История последующих нескольких лет рассказывалась и пересказывалась тысячу раз. «Свора» настигала ее, следила за каждым ее шагом. В состоянии глубокого отчаяния она сказала сестрам, что брак невозможен. «Плохо дело, – ответили они, – твое лицо на кухонных полотенцах». На кружках тоже: «мой принц», как она называла Чарльза, поддерживает невесту одной рукой, голова невесты гордо поднята под углом к зрителю. То, как принимали ее во дворце, вызывало чувство тревоги и предательства, одиночество усиливалось разочарованием. Говорят, если мужчина боится будущего женщины, то женщина – прошлого мужчины; в этом случае так оно и сработало. Другая любовь все еще имела власть над принцем. Случались конфиденциальные интервью с «друзьями», были книги, одобренные и нет. «Я никогда не думала, что это так кончится, – сказала она другу. – Как я могла так ошибиться?» Об их расставании объявили в начале 1996 года, вскоре последовал развод.
Импульсивная и раскованная, Диана редко просчитывала, как ее действия повлияют на других, но вряд ли что-то могло бы предотвратить ту фатальную катастрофу. Принцесса была в Париже с другом, Доди аль-Файедом. Они въехали в туннель Pont de l’Alma, и мчащая с большой скоростью машина разбилась. В четыре часа утра 31 августа 1997 года объявили о ее смерти. Пресса откусывала по кусочку ежечасно, словно следя за обрушением фондовой биржи. Диана боролась за жизнь, тут же ей уже прочили поправку. Страна же проснулась, чтобы узнать о ее смерти.
Ее гибель вызвала поток слез. Люди плакали, скорбя по ее улыбке, по ее работе с больными СПИДом и деятельности по запрету противопехотных мин, вспоминая ее свободный дух и положение обиженной жены. Ее неизбежно оплакивали в мифических терминах – как бесстрашную мученицу и жертвенного агнца. Шок от смерти в Париже усиливался тем, что два ее маленьких сына находились в Англии: бывший муж, казалось, не рвался присоединяться к общенациональному горю. Люди отдельно сожалели, что Диана ушла в столь молодом возрасте, но всенародную скорбь вызвало именно внезапное и бесповоротное ее отсутствие. Словно кто-то вырвал сердце Британии – так это ощущалось даже во всепоглощающей волне горя, охватившей страну в дни после смерти принцессы.
Вскоре возникло впечатление, что Англия размякла не только душой, но и умом: некоторые университеты начали включать в свои образовательные программы «исследования о Диане». Когда певец Элтон Джон переделал свою песню «Свеча на ветру» (Candle in the Wind) и посвятил ее Диане, народ скупил запись миллионными тиражами.
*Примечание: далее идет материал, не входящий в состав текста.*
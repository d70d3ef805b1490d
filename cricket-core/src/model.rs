//! Typed records produced by the normalizer (§3). All immutable once built:
//! a new provider payload produces a brand new value, never a mutation of one
//! already in hand.

use chrono::{DateTime, FixedOffset};
use serde::{Deserialize, Serialize};
use strum::{Display, EnumString};

#[derive(Debug, Clone, PartialEq, Eq, Serialize, Deserialize)]
pub struct Team {
    pub id: String,
    pub name: String,
    pub grade: String,
    pub season: String,
    pub players: Option<Vec<Player>>,
}

#[derive(Debug, Clone, PartialEq, Eq, Serialize, Deserialize)]
pub struct Player {
    pub id: String,
    pub name: String,
    pub role: Option<String>,
    pub jersey_number: Option<u32>,
    pub is_captain: bool,
    pub is_vice_captain: bool,
    pub is_wicket_keeper: bool,
    pub date_of_birth: Option<String>,
    pub batting_style: Option<String>,
    pub bowling_style: Option<String>,
    /// Only populated in private mode; `None` in public mode regardless of
    /// whether the upstream payload carried it.
    pub contact: Option<PlayerContact>,
}

#[derive(Debug, Clone, PartialEq, Eq, Serialize, Deserialize)]
pub struct PlayerContact {
    pub email: Option<String>,
    pub phone: Option<String>,
}

#[derive(Debug, Clone, Copy, PartialEq, Eq, Serialize, Deserialize, Display, EnumString)]
#[strum(serialize_all = "snake_case")]
#[serde(rename_all = "snake_case")]
pub enum FixtureStatus {
    Scheduled,
    InProgress,
    Completed,
    Cancelled,
}

#[derive(Debug, Clone, PartialEq, Eq, Serialize, Deserialize)]
pub struct Fixture {
    pub id: String,
    pub home_team_id: String,
    pub home_team_name: String,
    pub away_team_id: String,
    pub away_team_name: String,
    pub scheduled_start: DateTime<FixedOffset>,
    pub venue: Option<String>,
    pub grade: String,
    pub status: FixtureStatus,
    pub result: Option<String>,
}

#[derive(Debug, Clone, PartialEq, Serialize, Deserialize)]
pub struct LadderEntry {
    pub position: u32,
    pub team_id: String,
    pub team_name: String,
    pub played: u32,
    pub won: u32,
    pub lost: u32,
    pub drawn: u32,
    pub tied: u32,
    pub points: u32,
    pub percentage: Option<f64>,
}

#[derive(Debug, Clone, PartialEq, Serialize, Deserialize)]
pub struct Ladder {
    pub grade_id: String,
    pub grade_name: String,
    pub season_id: String,
    pub entries: Vec<LadderEntry>,
}

#[derive(Debug, Clone, PartialEq, Eq, Serialize, Deserialize)]
pub struct PlayerBattingStats {
    pub player_name: String,
    pub runs: u32,
    pub balls_faced: Option<u32>,
    pub is_out: bool,
}

#[derive(Debug, Clone, PartialEq, Eq, Serialize, Deserialize)]
pub struct PlayerBowlingStats {
    pub player_name: String,
    pub overs: String,
    pub runs_conceded: u32,
    pub wickets: u32,
}

#[derive(Debug, Clone, PartialEq, Eq, Serialize, Deserialize)]
pub struct TeamScorecard {
    pub team_id: String,
    pub team_name: String,
    pub total_runs: u32,
    pub wickets_lost: u32,
    pub overs: String,
    pub extras: u32,
    pub batting: Vec<PlayerBattingStats>,
    pub bowling: Vec<PlayerBowlingStats>,
}

#[derive(Debug, Clone, PartialEq, Eq, Serialize, Deserialize)]
pub struct Scorecard {
    pub fixture_id: String,
    pub date: String,
    pub status: FixtureStatus,
    pub result: Option<String>,
    pub home: TeamScorecard,
    pub away: TeamScorecard,
}

#[derive(Debug, Clone, PartialEq, Eq, Serialize, Deserialize)]
pub struct Roster {
    pub team_id: String,
    pub team_name: String,
    pub players: Vec<Player>,
    pub as_of: DateTime<FixedOffset>,
}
Такие неразборчивые излияния горя неизбежно становились объектом сатиры. Карикатура в Private Eye изображала испуганную домохозяйку, над которой угрожающе нависли двое мужчин в темных очках: «У нас есть основания предполагать, что вы не купили “Свечу на ветру”».
Блэр придумал выражение «народная принцесса»; возможно, себя он видел в роли «народного принца». Однако, несмотря на всю позднюю критику, новые лейбористы отнюдь не были театром одного актера. На вершине нового правительства стоял триумвират равных. Блэр привнес свое обаяние, Браун – ум и усердие, Питер Мэнделсон – стратегические навыки. Последнего называли «князем тьмы», но прозвище было поверхностным и несправедливым. Как и многие в новой администрации, он с глубокими сомнениями отринул строгий социализм своей юности. Аластер Кэмпбелл, пресс-секретарь Блэра, занимался передачей так называемого «послания» обществу. Ранее он работал редактором в Daily Mirror, и накопленный им опыт сослужил добрую службу правительству. Под его эгидой министерские заявления стали подвергаться тщательной проверке на предмет строгого соответствия «посланию».
Пробыв в клетке 18 лет, лейбористы вырвались наружу, оскалив зубы. Если экономика находилась в пригодном состоянии, то все остальное – нет. Нужно спешить. Канцлер казначейства Гордон Браун позволил Банку Англии определять собственный курс обмена валют – уступка, которая фактически дала ему независимость. Этот шаг широко расхваливала даже консервативная пресса. Правительство стремилось развеять образ лейбористов как партии матерчатых кепок, оглядывания назад и агрессивной маскулинности – в парламенте теперь заседала 101 женщина. Разошедшаяся было ехидная насмешка про «блэровых беби» (Blair’s babes) быстро вышла из употребления. А вот идущее вслед выражение «Тонины кореша» (Tony’s Cronies) не выводилось долго.